# Problem requirements:
Return, from the data that follows, each line that holds the word "crate".

# The data:
__________________________________________________
//! Record store abstraction consumed by the sync flows.
//!
//! The trait is the seam: production wires `PgPersonStore`, tests wire
//! `MemoryPersonStore`. Both provide atomic per-record upsert/update so two
//! callouts racing on the same external id serialize into one complete
//! write.

use crate::errors::{AppError, ResultExt};
use crate::models::Person;
use async_trait::async_trait;
use chrono::{DateTime, Utc};
use sqlx::PgPool;
use std::collections::HashMap;
use uuid::Uuid;

/// The partial updates the sync flows perform on an existing record.
#[derive(Debug, Clone)]
pub enum PersonField {
    /// Assign the external profile identifier.
    ExternalId(String),
    /// Stamp the last successful push.
    LastSyncedAt(DateTime<Utc>),
}

/// CRUD surface the sync flows need from the system of record.
#[async_trait]
pub trait PersonStore: Send + Sync {
    /// Look up a record by its external profile identifier.
    async fn get_by_external_id(&self, external_id: &str) -> Result<Option<Person>, AppError>;

    /// Insert the record, or update the profile fields of the existing
    /// record carrying the same external id. Preserves the existing row's
    /// `id` and `last_synced_at`; returns the row id.
    async fn upsert_by_external_id(&self, person: &Person) -> Result<Uuid, AppError>;

    /// Fetch a record by local id; `NotFound` when absent.
    async fn get_by_id(&self, id: Uuid) -> Result<Person, AppError>;

    /// Update a single field of the record identified by `id`, leaving
    /// every other column untouched. `NotFound` when the record is absent.
    async fn update_field(&self, id: Uuid, field: PersonField) -> Result<(), AppError>;
}

// ============ Postgres implementation ============

/// Postgres-backed person store. See `schema.sql` for the table layout.
pub struct PgPersonStore {
    pool: PgPool,
}

impl PgPersonStore {
    pub fn new(pool: PgPool) -> Self {
        Self { pool }
    }
}

#[async_trait]
impl PersonStore for PgPersonStore {
    async fn get_by_external_id(&self, external_id: &str) -> Result<Option<Person>, AppError> {
        let person = sqlx::query_as::<_, Person>("SELECT * FROM persons WHERE external_id = $1")
            .bind(external_id)
            .fetch_optional(&self.pool)
            .await
            .context("Failed to fetch person by external id")?;

        Ok(person)
    }

    async fn upsert_by_external_id(&self, person: &Person) -> Result<Uuid, AppError> {
        if person.external_id.is_none() {
            return Err(AppError::InternalError(
                "upsert requires a record with an external id".to_string(),
            ));
        }

        // ON CONFLICT keeps the existing id and last_synced_at so repeated
        // pulls of an unchanged payload leave the row identical.
        let id = sqlx::query_scalar::<_, Uuid>(
            r#"
            INSERT INTO persons (
                id, external_id, first_name, last_name, email, phone, birth_date,
                mailing_street, mailing_city, mailing_postal_code, mailing_state,
                mailing_country, last_synced_at
            )
            VALUES ($1, $2, $3, $4, $5, $6, $7, $8, $9, $10, $11, $12, $13)
            ON CONFLICT (external_id) DO UPDATE SET
                first_name = EXCLUDED.first_name,
                last_name = EXCLUDED.last_name,
                email = EXCLUDED.email,
                phone = EXCLUDED.phone,
                birth_date = EXCLUDED.birth_date,
                mailing_street = EXCLUDED.mailing_street,
                mailing_city = EXCLUDED.mailing_city,
                mailing_postal_code = EXCLUDED.mailing_postal_code,
                mailing_state = EXCLUDED.mailing_state,
                mailing_country = EXCLUDED.mailing_country
            RETURNING id
            "#,
        )
        .bind(person.id)
        .bind(&person.external_id)
        .bind(&person.first_name)
        .bind(&person.last_name)
        .bind(&person.email)
        .bind(&person.phone)
        .bind(person.birth_date)
        .bind(&person.mailing_street)
        .bind(&person.mailing_city)
        .bind(&person.mailing_postal_code)
        .bind(&person.mailing_state)
        .bind(&person.mailing_country)
        .bind(person.last_synced_at)
        .fetch_one(&self.pool)
        .await
        .context("Failed to upsert person by external id")?;

        Ok(id)
    }

    async fn get_by_id(&self, id: Uuid) -> Result<Person, AppError> {
        let person = sqlx::query_as::<_, Person>("SELECT * FROM persons WHERE id = $1")
            .bind(id)
            .fetch_optional(&self.pool)
            .await
            .context("Failed to fetch person by id")?;

        person.ok_or_else(|| AppError::NotFound(format!("Person {} not found", id)))
    }

    async fn update_field(&self, id: Uuid, field: PersonField) -> Result<(), AppError> {
        let result = match field {
            PersonField::ExternalId(value) => {
                sqlx::query("UPDATE persons SET external_id = $2 WHERE id = $1")
                    .bind(id)
                    .bind(value)
                    .execute(&self.pool)
                    .await
                    .context("Failed to update external id")?
            }
            PersonField::LastSyncedAt(at) => {
                sqlx::query("UPDATE persons SET last_synced_at = $2 WHERE id = $1")
                    .bind(id)
                    .bind(at)
                    .execute(&self.pool)
                    .await
                    .context("Failed to update last synced timestamp")?
            }
        };

        if result.rows_affected() == 0 {
            return Err(AppError::NotFound(format!("Person {} not found", id)));
        }

        Ok(())
    }
}

// ============ In-memory implementation ============

/// In-memory person store with the same semantics as `PgPersonStore`.
/// Used by the integration tests and handy for local runs without Postgres.
#[derive(Default)]
pub struct MemoryPersonStore {
    records: tokio::sync::Mutex<HashMap<Uuid, Person>>,
}

impl MemoryPersonStore {
    pub fn new() -> Self {
        Self::default()
    }

    /// Seed a record directly, bypassing upsert matching. Test helper.
    pub async fn insert(&self, person: Person) {
        self.records.lock().await.insert(person.id, person);
    }

    /// Snapshot of every record, ordered by id. Test helper.
    pub async fn dump(&self) -> Vec<Person> {
        let records = self.records.lock().await;
        let mut all: Vec<Person> = records.values().cloned().collect();
        all.sort_by_key(|p| p.id);
        all
    }
}

#[async_trait]
impl PersonStore for MemoryPersonStore {
    async fn get_by_external_id(&self, external_id: &str) -> Result<Option<Person>, AppError> {
        let records = self.records.lock().await;
        Ok(records
            .values()
            .find(|p| p.external_id.as_deref() == Some(external_id))
            .cloned())
    }

    async fn upsert_by_external_id(&self, person: &Person) -> Result<Uuid, AppError> {
        let external_id = person.external_id.as_deref().ok_or_else(|| {
            AppError::InternalError("upsert requires a record with an external id".to_string())
        })?;

        let mut records = self.records.lock().await;
        if let Some(existing) = records
            .values_mut()
            .find(|p| p.external_id.as_deref() == Some(external_id))
        {
            existing.first_name = person.first_name.clone();
            existing.last_name = person.last_name.clone();
            existing.email = person.email.clone();
            existing.phone = person.phone.clone();
            existing.birth_date = person.birth_date;
            existing.mailing_street = person.mailing_street.clone();
            existing.mailing_city = person.mailing_city.clone();
            existing.mailing_postal_code = person.mailing_postal_code.clone();
            existing.mailing_state = person.mailing_state.clone();
            existing.mailing_country = person.mailing_country.clone();
            return Ok(existing.id);
        }

        records.insert(person.id, person.clone());
        Ok(person.id)
    }

    async fn get_by_id(&self, id: Uuid) -> Result<Person, AppError> {
        let records = self.records.lock().await;
        records
            .get(&id)
            .cloned()
            .ok_or_else(|| AppError::NotFound(format!("Person {} not found", id)))
    }

    async fn update_field(&self, id: Uuid, field: PersonField) -> Result<(), AppError> {
        let mut records = self.records.lock().await;
        let person = records
            .get_mut(&id)
            .ok_or_else(|| AppError::NotFound(format!("Person {} not found", id)))?;

        match field {
            PersonField::ExternalId(value) => person.external_id = Some(value),
            PersonField::LastSyncedAt(at) => person.last_synced_at = Some(at),
        }

        Ok(())
    }
}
__________________________________________________
# Result:
use crate::errors::{AppError, ResultExt};
use crate::models::Person;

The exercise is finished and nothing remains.